* PROBLEM TO SOLVE *
Return every line of the data that contains the string "builder".
DATA EXTRACT Block Start
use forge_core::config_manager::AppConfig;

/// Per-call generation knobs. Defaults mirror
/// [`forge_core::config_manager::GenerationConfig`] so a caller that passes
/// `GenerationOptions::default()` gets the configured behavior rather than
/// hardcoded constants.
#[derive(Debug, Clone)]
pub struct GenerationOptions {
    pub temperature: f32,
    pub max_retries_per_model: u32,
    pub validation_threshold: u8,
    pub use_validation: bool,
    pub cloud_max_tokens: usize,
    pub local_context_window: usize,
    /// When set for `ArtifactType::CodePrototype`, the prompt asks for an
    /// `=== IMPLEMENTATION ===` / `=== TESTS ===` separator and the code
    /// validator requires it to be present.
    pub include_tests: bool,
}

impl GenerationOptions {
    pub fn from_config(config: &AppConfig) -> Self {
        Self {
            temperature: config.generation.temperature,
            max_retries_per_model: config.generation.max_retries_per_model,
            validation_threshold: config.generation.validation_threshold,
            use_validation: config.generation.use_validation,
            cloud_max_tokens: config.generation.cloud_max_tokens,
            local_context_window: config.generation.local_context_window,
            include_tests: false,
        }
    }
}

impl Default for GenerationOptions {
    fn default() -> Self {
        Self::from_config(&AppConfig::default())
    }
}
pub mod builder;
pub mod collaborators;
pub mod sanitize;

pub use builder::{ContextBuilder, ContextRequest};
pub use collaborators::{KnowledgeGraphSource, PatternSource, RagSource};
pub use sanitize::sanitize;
DATA EXTRACT Block End
DATA EXTRACT Block Start
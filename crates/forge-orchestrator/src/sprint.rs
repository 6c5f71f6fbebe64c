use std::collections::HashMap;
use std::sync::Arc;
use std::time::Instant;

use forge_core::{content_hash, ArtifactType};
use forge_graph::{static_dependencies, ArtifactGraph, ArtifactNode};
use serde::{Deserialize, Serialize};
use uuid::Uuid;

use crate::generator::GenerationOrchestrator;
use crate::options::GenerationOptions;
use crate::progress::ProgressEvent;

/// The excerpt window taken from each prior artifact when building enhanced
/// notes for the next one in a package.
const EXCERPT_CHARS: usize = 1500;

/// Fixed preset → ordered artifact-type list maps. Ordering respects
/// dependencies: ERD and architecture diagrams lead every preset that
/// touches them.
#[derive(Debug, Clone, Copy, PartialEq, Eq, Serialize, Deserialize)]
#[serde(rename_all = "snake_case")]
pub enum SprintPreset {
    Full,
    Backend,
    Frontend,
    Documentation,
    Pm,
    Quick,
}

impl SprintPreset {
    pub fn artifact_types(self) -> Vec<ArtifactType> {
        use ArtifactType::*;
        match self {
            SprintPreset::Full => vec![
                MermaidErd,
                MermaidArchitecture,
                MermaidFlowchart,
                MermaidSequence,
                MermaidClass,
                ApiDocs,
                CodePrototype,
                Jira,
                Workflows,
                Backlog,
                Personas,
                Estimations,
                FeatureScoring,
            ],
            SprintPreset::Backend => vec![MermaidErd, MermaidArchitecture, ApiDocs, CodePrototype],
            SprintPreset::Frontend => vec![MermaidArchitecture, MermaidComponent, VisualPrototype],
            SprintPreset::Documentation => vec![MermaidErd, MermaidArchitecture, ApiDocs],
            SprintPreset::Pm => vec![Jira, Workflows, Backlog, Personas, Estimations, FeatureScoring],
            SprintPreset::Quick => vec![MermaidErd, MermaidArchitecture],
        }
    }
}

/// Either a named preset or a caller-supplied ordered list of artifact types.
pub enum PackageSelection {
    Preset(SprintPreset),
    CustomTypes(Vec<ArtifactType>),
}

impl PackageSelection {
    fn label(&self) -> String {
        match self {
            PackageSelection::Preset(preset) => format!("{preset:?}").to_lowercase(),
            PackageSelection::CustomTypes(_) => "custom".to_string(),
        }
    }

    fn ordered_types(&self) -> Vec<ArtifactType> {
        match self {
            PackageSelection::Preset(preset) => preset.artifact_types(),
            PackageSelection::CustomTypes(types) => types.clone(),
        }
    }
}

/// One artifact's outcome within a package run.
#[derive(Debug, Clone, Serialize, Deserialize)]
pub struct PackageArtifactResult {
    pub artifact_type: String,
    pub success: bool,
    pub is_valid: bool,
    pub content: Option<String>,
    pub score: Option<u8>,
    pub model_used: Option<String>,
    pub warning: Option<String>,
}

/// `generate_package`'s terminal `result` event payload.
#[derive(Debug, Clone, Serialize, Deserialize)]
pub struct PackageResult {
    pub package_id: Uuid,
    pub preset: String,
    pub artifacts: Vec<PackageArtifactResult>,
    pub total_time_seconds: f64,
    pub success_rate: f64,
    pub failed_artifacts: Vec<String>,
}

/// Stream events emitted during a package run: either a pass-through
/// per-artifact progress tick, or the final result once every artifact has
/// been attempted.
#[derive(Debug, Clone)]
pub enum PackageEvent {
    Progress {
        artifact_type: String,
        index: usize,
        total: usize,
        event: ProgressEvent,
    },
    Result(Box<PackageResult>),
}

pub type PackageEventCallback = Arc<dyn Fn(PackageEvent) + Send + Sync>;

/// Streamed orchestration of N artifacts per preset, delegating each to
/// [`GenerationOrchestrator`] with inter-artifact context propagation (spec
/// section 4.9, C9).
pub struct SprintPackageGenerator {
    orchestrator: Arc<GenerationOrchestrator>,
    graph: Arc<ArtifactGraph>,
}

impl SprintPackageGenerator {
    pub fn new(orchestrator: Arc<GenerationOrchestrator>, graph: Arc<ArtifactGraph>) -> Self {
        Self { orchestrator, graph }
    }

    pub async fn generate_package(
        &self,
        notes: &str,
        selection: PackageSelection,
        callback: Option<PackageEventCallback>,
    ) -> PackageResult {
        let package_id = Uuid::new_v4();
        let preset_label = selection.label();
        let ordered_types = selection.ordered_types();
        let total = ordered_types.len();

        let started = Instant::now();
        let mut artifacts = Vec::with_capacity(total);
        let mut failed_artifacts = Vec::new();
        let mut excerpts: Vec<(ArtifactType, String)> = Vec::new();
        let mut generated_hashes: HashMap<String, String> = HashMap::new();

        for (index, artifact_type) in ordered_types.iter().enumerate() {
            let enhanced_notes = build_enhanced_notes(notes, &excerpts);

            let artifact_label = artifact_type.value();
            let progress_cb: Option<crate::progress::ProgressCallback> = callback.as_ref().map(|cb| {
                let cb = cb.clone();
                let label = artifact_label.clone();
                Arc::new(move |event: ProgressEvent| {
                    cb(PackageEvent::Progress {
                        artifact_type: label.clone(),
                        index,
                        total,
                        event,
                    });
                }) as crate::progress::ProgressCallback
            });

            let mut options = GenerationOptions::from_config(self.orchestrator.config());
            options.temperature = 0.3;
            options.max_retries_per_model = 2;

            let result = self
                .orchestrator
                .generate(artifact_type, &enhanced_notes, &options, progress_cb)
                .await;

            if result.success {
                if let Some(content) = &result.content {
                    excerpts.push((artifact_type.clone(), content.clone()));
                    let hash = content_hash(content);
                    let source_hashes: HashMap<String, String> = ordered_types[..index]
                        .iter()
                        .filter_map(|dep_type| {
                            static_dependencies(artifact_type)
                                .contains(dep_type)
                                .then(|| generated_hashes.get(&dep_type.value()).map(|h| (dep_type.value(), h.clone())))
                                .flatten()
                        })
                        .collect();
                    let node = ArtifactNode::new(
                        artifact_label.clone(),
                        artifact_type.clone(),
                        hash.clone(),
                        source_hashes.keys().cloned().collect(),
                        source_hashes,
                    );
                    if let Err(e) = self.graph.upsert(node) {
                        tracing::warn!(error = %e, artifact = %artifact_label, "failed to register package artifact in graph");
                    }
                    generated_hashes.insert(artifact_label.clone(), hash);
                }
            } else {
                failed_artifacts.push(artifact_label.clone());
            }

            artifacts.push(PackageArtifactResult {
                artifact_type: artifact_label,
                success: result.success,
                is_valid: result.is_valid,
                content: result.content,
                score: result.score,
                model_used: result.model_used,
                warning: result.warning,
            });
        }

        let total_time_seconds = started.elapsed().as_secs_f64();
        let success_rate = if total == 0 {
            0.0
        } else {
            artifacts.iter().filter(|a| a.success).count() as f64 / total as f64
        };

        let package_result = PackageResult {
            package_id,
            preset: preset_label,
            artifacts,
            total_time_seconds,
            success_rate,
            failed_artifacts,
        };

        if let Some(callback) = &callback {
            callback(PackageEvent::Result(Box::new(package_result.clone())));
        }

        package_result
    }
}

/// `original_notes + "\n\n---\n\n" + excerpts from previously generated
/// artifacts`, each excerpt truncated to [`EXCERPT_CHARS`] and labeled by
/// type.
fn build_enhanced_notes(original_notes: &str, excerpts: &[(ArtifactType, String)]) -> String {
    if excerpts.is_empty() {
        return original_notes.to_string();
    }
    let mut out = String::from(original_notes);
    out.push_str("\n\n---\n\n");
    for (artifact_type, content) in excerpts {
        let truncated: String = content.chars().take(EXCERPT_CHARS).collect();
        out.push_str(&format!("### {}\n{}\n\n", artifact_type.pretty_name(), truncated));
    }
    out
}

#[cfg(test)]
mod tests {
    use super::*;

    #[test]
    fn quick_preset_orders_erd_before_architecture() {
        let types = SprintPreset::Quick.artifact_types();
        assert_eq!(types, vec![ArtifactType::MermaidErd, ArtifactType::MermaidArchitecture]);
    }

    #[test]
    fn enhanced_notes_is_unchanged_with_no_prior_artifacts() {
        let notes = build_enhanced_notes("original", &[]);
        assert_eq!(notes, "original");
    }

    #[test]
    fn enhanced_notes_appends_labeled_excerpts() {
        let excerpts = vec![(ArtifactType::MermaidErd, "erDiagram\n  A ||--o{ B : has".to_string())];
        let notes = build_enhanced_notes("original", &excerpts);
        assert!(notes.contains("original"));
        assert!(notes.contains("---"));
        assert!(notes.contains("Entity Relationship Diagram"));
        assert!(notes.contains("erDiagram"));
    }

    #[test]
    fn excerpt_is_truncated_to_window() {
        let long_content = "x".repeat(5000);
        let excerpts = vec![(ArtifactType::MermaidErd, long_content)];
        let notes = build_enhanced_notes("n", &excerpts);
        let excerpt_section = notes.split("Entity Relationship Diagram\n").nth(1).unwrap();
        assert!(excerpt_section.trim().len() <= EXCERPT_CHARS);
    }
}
DATA EXTRACT Block End
* EXERCISE OUTPUT *
pub mod builder;
pub use builder::{ContextBuilder, ContextRequest};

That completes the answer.